Secondly, which reinforces the first point, is that it is also clear that the rate of capacity utilisation in the US economy has been on a long, unbroken downtrend over several decades, only interrupted by cyclical swings. Reversing that downtrend would require a qualitative change in the overall conditions of the US economy to boost profitability, not simply a one-off boost to household incomes however large.
It should be noted too, not entirely as an aside, that this decline in capacity utilisation is mirrored by the same long-term decline in investment as a proportion of GDP in the US economy, as shown in Chart 2 below.
Chart 2. US Gross Fixed Capital Formation as % of GDP
Boosting demand will not be enough to sustain growth over the medium-term, because it is unlikely by itself to create the scope for profitable investment when there is already such a high level of idle capacity. Instead, by themselves the stimulus measures will do only that, stimulate economic activity for a year or two against a backdrop of otherwise very weak growth.
However, as previously noted the governments of the advanced capitalist countries are not simply boosting ‘demand’. They are also imposing austerity measures right now, the most important of which is the surge in unemployment and cuts to pay.
Just as ‘demand’ or consumption does not determine profitability, so it is possible to increase profitability even if consumption remains unaltered (or receives only a temporary boost). Profitability can be increased if the rate of exploitation is increased, specifically if wages for the same work are cut or if work is increased for the same wages.

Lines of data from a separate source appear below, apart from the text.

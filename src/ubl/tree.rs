//! Namespace-qualified element tree.
//!
//! Every element is created from a [`Tag`], a closed list of the elements
//! this crate emits, each bound to exactly one [`Ns`]. A misspelt element or
//! a wrong prefix is a compile error instead of a schema rejection.

use super::ns;

/// Namespaces used by the generated documents.
#[derive(Debug, Clone, Copy, PartialEq, Eq, Hash, PartialOrd, Ord)]
pub enum Ns {
    /// Default namespace of an `Invoice` root.
    Invoice,
    /// Default namespace of a `CreditNote` root.
    CreditNote,
    /// Default namespace of a `DebitNote` root.
    DebitNote,
    Cac,
    Cbc,
    Ext,
    Sts,
    Ds,
    Xades,
    Xades141,
    Xsi,
}

impl Ns {
    pub fn uri(self) -> &'static str {
        match self {
            Self::Invoice => ns::INVOICE,
            Self::CreditNote => ns::CREDIT_NOTE,
            Self::DebitNote => ns::DEBIT_NOTE,
            Self::Cac => ns::CAC,
            Self::Cbc => ns::CBC,
            Self::Ext => ns::EXT,
            Self::Sts => ns::STS,
            Self::Ds => ns::DS,
            Self::Xades => ns::XADES,
            Self::Xades141 => ns::XADES141,
            Self::Xsi => ns::XSI,
        }
    }

    /// Declared prefix; `None` for the document's default namespace.
    pub fn prefix(self) -> Option<&'static str> {
        match self {
            Self::Invoice | Self::CreditNote | Self::DebitNote => None,
            Self::Cac => Some("cac"),
            Self::Cbc => Some("cbc"),
            Self::Ext => Some("ext"),
            Self::Sts => Some("sts"),
            Self::Ds => Some("ds"),
            Self::Xades => Some("xades"),
            Self::Xades141 => Some("xades141"),
            Self::Xsi => Some("xsi"),
        }
    }

    /// Namespace declaration attribute name, e.g. `xmlns:cbc`.
    pub fn declaration(self) -> String {
        match self.prefix() {
            Some(p) => format!("xmlns:{p}"),
            None => "xmlns".to_string(),
        }
    }
}

macro_rules! tags {
    ($($variant:ident => $ns:ident : $name:literal,)*) => {
        /// Every element name the document builder and the signature embedder emit.
        #[derive(Debug, Clone, Copy, PartialEq, Eq, Hash)]
        pub enum Tag {
            $($variant,)*
        }

        impl Tag {
            pub fn ns(self) -> Ns {
                match self {
                    $(Self::$variant => Ns::$ns,)*
                }
            }

            pub fn local_name(self) -> &'static str {
                match self {
                    $(Self::$variant => $name,)*
                }
            }
        }
    };
}

tags! {
    // Document roots
    Invoice => Invoice: "Invoice",
    CreditNote => CreditNote: "CreditNote",
    DebitNote => DebitNote: "DebitNote",

    // Extension components
    UblExtensions => Ext: "UBLExtensions",
    UblExtension => Ext: "UBLExtension",
    ExtensionContent => Ext: "ExtensionContent",

    // Authority structures
    DianExtensions => Sts: "DianExtensions",
    InvoiceControl => Sts: "InvoiceControl",
    InvoiceAuthorization => Sts: "InvoiceAuthorization",
    AuthorizedInvoices => Sts: "AuthorizedInvoices",
    Prefix => Sts: "Prefix",
    From => Sts: "From",
    To => Sts: "To",
    InvoiceSource => Sts: "InvoiceSource",
    SoftwareProvider => Sts: "SoftwareProvider",
    ProviderId => Sts: "ProviderID",
    SoftwareId => Sts: "SoftwareID",
    SoftwareSecurityCode => Sts: "SoftwareSecurityCode",
    AuthorizationProvider => Sts: "AuthorizationProvider",
    AuthorizationProviderId => Sts: "AuthorizationProviderID",

    // Basic components
    UblVersionId => Cbc: "UBLVersionID",
    CustomizationId => Cbc: "CustomizationID",
    ProfileId => Cbc: "ProfileID",
    ProfileExecutionId => Cbc: "ProfileExecutionID",
    Id => Cbc: "ID",
    Uuid => Cbc: "UUID",
    IssueDate => Cbc: "IssueDate",
    IssueTime => Cbc: "IssueTime",
    InvoiceTypeCode => Cbc: "InvoiceTypeCode",
    CreditNoteTypeCode => Cbc: "CreditNoteTypeCode",
    Note => Cbc: "Note",
    DocumentCurrencyCode => Cbc: "DocumentCurrencyCode",
    LineCountNumeric => Cbc: "LineCountNumeric",
    AdditionalAccountId => Cbc: "AdditionalAccountID",
    Name => Cbc: "Name",
    RegistrationName => Cbc: "RegistrationName",
    CompanyId => Cbc: "CompanyID",
    TaxLevelCode => Cbc: "TaxLevelCode",
    CityName => Cbc: "CityName",
    CountrySubentity => Cbc: "CountrySubentity",
    CountrySubentityCode => Cbc: "CountrySubentityCode",
    Line => Cbc: "Line",
    IdentificationCode => Cbc: "IdentificationCode",
    Telephone => Cbc: "Telephone",
    ElectronicMail => Cbc: "ElectronicMail",
    TaxAmount => Cbc: "TaxAmount",
    TaxableAmount => Cbc: "TaxableAmount",
    Percent => Cbc: "Percent",
    LineExtensionAmount => Cbc: "LineExtensionAmount",
    TaxExclusiveAmount => Cbc: "TaxExclusiveAmount",
    TaxInclusiveAmount => Cbc: "TaxInclusiveAmount",
    PayableAmount => Cbc: "PayableAmount",
    InvoicedQuantity => Cbc: "InvoicedQuantity",
    CreditedQuantity => Cbc: "CreditedQuantity",
    DebitedQuantity => Cbc: "DebitedQuantity",
    Description => Cbc: "Description",
    PriceAmount => Cbc: "PriceAmount",
    BaseQuantity => Cbc: "BaseQuantity",

    // Aggregate components
    BillingReference => Cac: "BillingReference",
    InvoiceDocumentReference => Cac: "InvoiceDocumentReference",
    AccountingSupplierParty => Cac: "AccountingSupplierParty",
    AccountingCustomerParty => Cac: "AccountingCustomerParty",
    Party => Cac: "Party",
    PartyIdentification => Cac: "PartyIdentification",
    PartyName => Cac: "PartyName",
    PhysicalLocation => Cac: "PhysicalLocation",
    Address => Cac: "Address",
    AddressLine => Cac: "AddressLine",
    Country => Cac: "Country",
    PartyTaxScheme => Cac: "PartyTaxScheme",
    TaxScheme => Cac: "TaxScheme",
    PartyLegalEntity => Cac: "PartyLegalEntity",
    Contact => Cac: "Contact",
    TaxTotal => Cac: "TaxTotal",
    TaxSubtotal => Cac: "TaxSubtotal",
    TaxCategory => Cac: "TaxCategory",
    LegalMonetaryTotal => Cac: "LegalMonetaryTotal",
    RequestedMonetaryTotal => Cac: "RequestedMonetaryTotal",
    InvoiceLine => Cac: "InvoiceLine",
    CreditNoteLine => Cac: "CreditNoteLine",
    DebitNoteLine => Cac: "DebitNoteLine",
    Item => Cac: "Item",
    SellersItemIdentification => Cac: "SellersItemIdentification",
    StandardItemIdentification => Cac: "StandardItemIdentification",
    Price => Cac: "Price",

    // XML signature
    Signature => Ds: "Signature",
    SignedInfo => Ds: "SignedInfo",
    CanonicalizationMethod => Ds: "CanonicalizationMethod",
    SignatureMethod => Ds: "SignatureMethod",
    Reference => Ds: "Reference",
    Transforms => Ds: "Transforms",
    Transform => Ds: "Transform",
    DigestMethod => Ds: "DigestMethod",
    DigestValue => Ds: "DigestValue",
    SignatureValue => Ds: "SignatureValue",
    KeyInfo => Ds: "KeyInfo",
    X509Data => Ds: "X509Data",
    X509Certificate => Ds: "X509Certificate",
    Object => Ds: "Object",

    // Qualifying properties
    QualifyingProperties => Xades: "QualifyingProperties",
    SignedProperties => Xades: "SignedProperties",
    SignedSignatureProperties => Xades: "SignedSignatureProperties",
    SigningTime => Xades: "SigningTime",
    SigningCertificate => Xades: "SigningCertificate",
    Cert => Xades: "Cert",
    CertDigest => Xades: "CertDigest",
    SignaturePolicyIdentifier => Xades: "SignaturePolicyIdentifier",
    SignaturePolicyId => Xades: "SignaturePolicyId",
    SigPolicyId => Xades: "SigPolicyId",
    Identifier => Xades: "Identifier",
    SigPolicyHash => Xades: "SigPolicyHash",
}

impl Tag {
    /// Name as written in the document, e.g. `cbc:ID` or `Invoice`.
    pub fn qualified_name(self) -> String {
        match self.ns().prefix() {
            Some(p) => format!("{p}:{}", self.local_name()),
            None => self.local_name().to_string(),
        }
    }
}

/// Child of an [`Element`].
#[derive(Debug, Clone, PartialEq, Eq)]
pub enum Node {
    Element(Element),
    Text(String),
}

/// An element with its namespace declarations, attributes and children.
#[derive(Debug, Clone, PartialEq, Eq)]
pub struct Element {
    tag: Tag,
    declarations: Vec<Ns>,
    attributes: Vec<(&'static str, String)>,
    children: Vec<Node>,
}

impl Element {
    pub fn new(tag: Tag) -> Self {
        Self {
            tag,
            declarations: Vec::new(),
            attributes: Vec::new(),
            children: Vec::new(),
        }
    }

    /// Element holding a single text node.
    pub fn leaf(tag: Tag, text: impl Into<String>) -> Self {
        Self::new(tag).text(text)
    }

    /// Declare a namespace on this element.
    pub fn declare(mut self, ns: Ns) -> Self {
        if !self.declarations.contains(&ns) {
            self.declarations.push(ns);
        }
        self
    }

    /// Add an unqualified attribute.
    pub fn attr(mut self, name: &'static str, value: impl Into<String>) -> Self {
        self.attributes.push((name, value.into()));
        self
    }

    pub fn text(mut self, text: impl Into<String>) -> Self {
        self.children.push(Node::Text(text.into()));
        self
    }

    pub fn child(mut self, child: Element) -> Self {
        self.children.push(Node::Element(child));
        self
    }

    pub fn children_from(mut self, children: impl IntoIterator<Item = Element>) -> Self {
        self.children
            .extend(children.into_iter().map(Node::Element));
        self
    }

    /// Add a child only when `child` is `Some`.
    pub fn child_opt(self, child: Option<Element>) -> Self {
        match child {
            Some(c) => self.child(c),
            None => self,
        }
    }

    pub fn push(&mut self, child: Element) {
        self.children.push(Node::Element(child));
    }

    pub fn insert(&mut self, index: usize, child: Element) {
        self.children.insert(index, Node::Element(child));
    }

    pub fn tag(&self) -> Tag {
        self.tag
    }

    pub fn declarations(&self) -> &[Ns] {
        &self.declarations
    }

    pub fn attributes(&self) -> &[(&'static str, String)] {
        &self.attributes
    }

    pub fn attribute(&self, name: &str) -> Option<&str> {
        self.attributes
            .iter()
            .find(|(k, _)| *k == name)
            .map(|(_, v)| v.as_str())
    }

    pub fn children(&self) -> &[Node] {
        &self.children
    }

    pub fn elements(&self) -> impl Iterator<Item = &Element> {
        self.children.iter().filter_map(|n| match n {
            Node::Element(e) => Some(e),
            Node::Text(_) => None,
        })
    }

    pub fn elements_mut(&mut self) -> impl Iterator<Item = &mut Element> {
        self.children.iter_mut().filter_map(|n| match n {
            Node::Element(e) => Some(e),
            Node::Text(_) => None,
        })
    }

    /// First direct child with the given tag.
    pub fn find(&self, tag: Tag) -> Option<&Element> {
        self.elements().find(|e| e.tag == tag)
    }

    pub fn find_mut(&mut self, tag: Tag) -> Option<&mut Element> {
        self.elements_mut().find(|e| e.tag == tag)
    }

    /// First descendant (depth-first, including `self`) with the given tag.
    pub fn descendant(&self, tag: Tag) -> Option<&Element> {
        if self.tag == tag {
            return Some(self);
        }
        self.elements().find_map(|e| e.descendant(tag))
    }

    /// Concatenated text of the direct text children.
    pub fn text_content(&self) -> String {
        self.children
            .iter()
            .filter_map(|n| match n {
                Node::Text(t) => Some(t.as_str()),
                Node::Element(_) => None,
            })
            .collect()
    }

    /// Namespaces used somewhere in this subtree without an in-scope declaration.
    pub fn undeclared_namespaces(&self) -> Vec<Ns> {
        let mut missing = Vec::new();
        self.collect_undeclared(&mut Vec::new(), &mut missing);
        missing
    }

    fn collect_undeclared(&self, in_scope: &mut Vec<Ns>, missing: &mut Vec<Ns>) {
        let pushed = self.declarations.len();
        in_scope.extend(self.declarations.iter().copied());
        let ns = self.tag.ns();
        if !in_scope.contains(&ns) && !missing.contains(&ns) {
            missing.push(ns);
        }
        for child in self.elements() {
            child.collect_undeclared(in_scope, missing);
        }
        in_scope.truncate(in_scope.len() - pushed);
    }
}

Both of these are being imposed now, the former largely on manual and other workers who are forced to attend work even under furloughs, and latter largely on stay-at-home, mainly ‘white collar’ workers. Pay per hour worked is cut in either way, initiated by furlough schemes, underpinned by rising unemployment (the mechanism of the ‘reserve army of labour’) and supplemented by measures such as no increase in the Federal minimum wage, or cuts to unemployment benefit, or public sector pay freezes, cuts to Universal Credit payments, and so on.
These austerity measures are integral to the whole economic plan, which is why it is extremely foolish and misleading to compare them to the policies of Corbyn, McDonnell or Keynes. They amount to an all-round attack on wages and the social wage even while there is a temporary boost to demand. In fact, the enormous sugar rush effect of the trillion dollar boost to household incomes may help to mask the effect of these impositions.
This is not so different to the stimulus in 2008 and 2009 followed by austerity from 2010 onwards. The first is meant to revive capitalism and the second designed to boost its profitability by placing the burden of the crisis on the shoulders of workers and the poor. The scale of the crisis caused by allowing the virus to circulate means the scope of policy measures is far greater and the two episodes, of stimulus and austerity, have been concertinaed.
Their purpose is to alter the relationship between labour and capital in the advanced industrialised economies in favour of the latter, to increase the rate of exploitation and then to lay the basis for a rise in profitability leading to a self-sustaining rise in business investment.
This did not work after 2010. It remains to be seen whether it will work this time around. It would be guaranteed to fail if there were large-scale resistance to these impositions. But that has yet to materialise.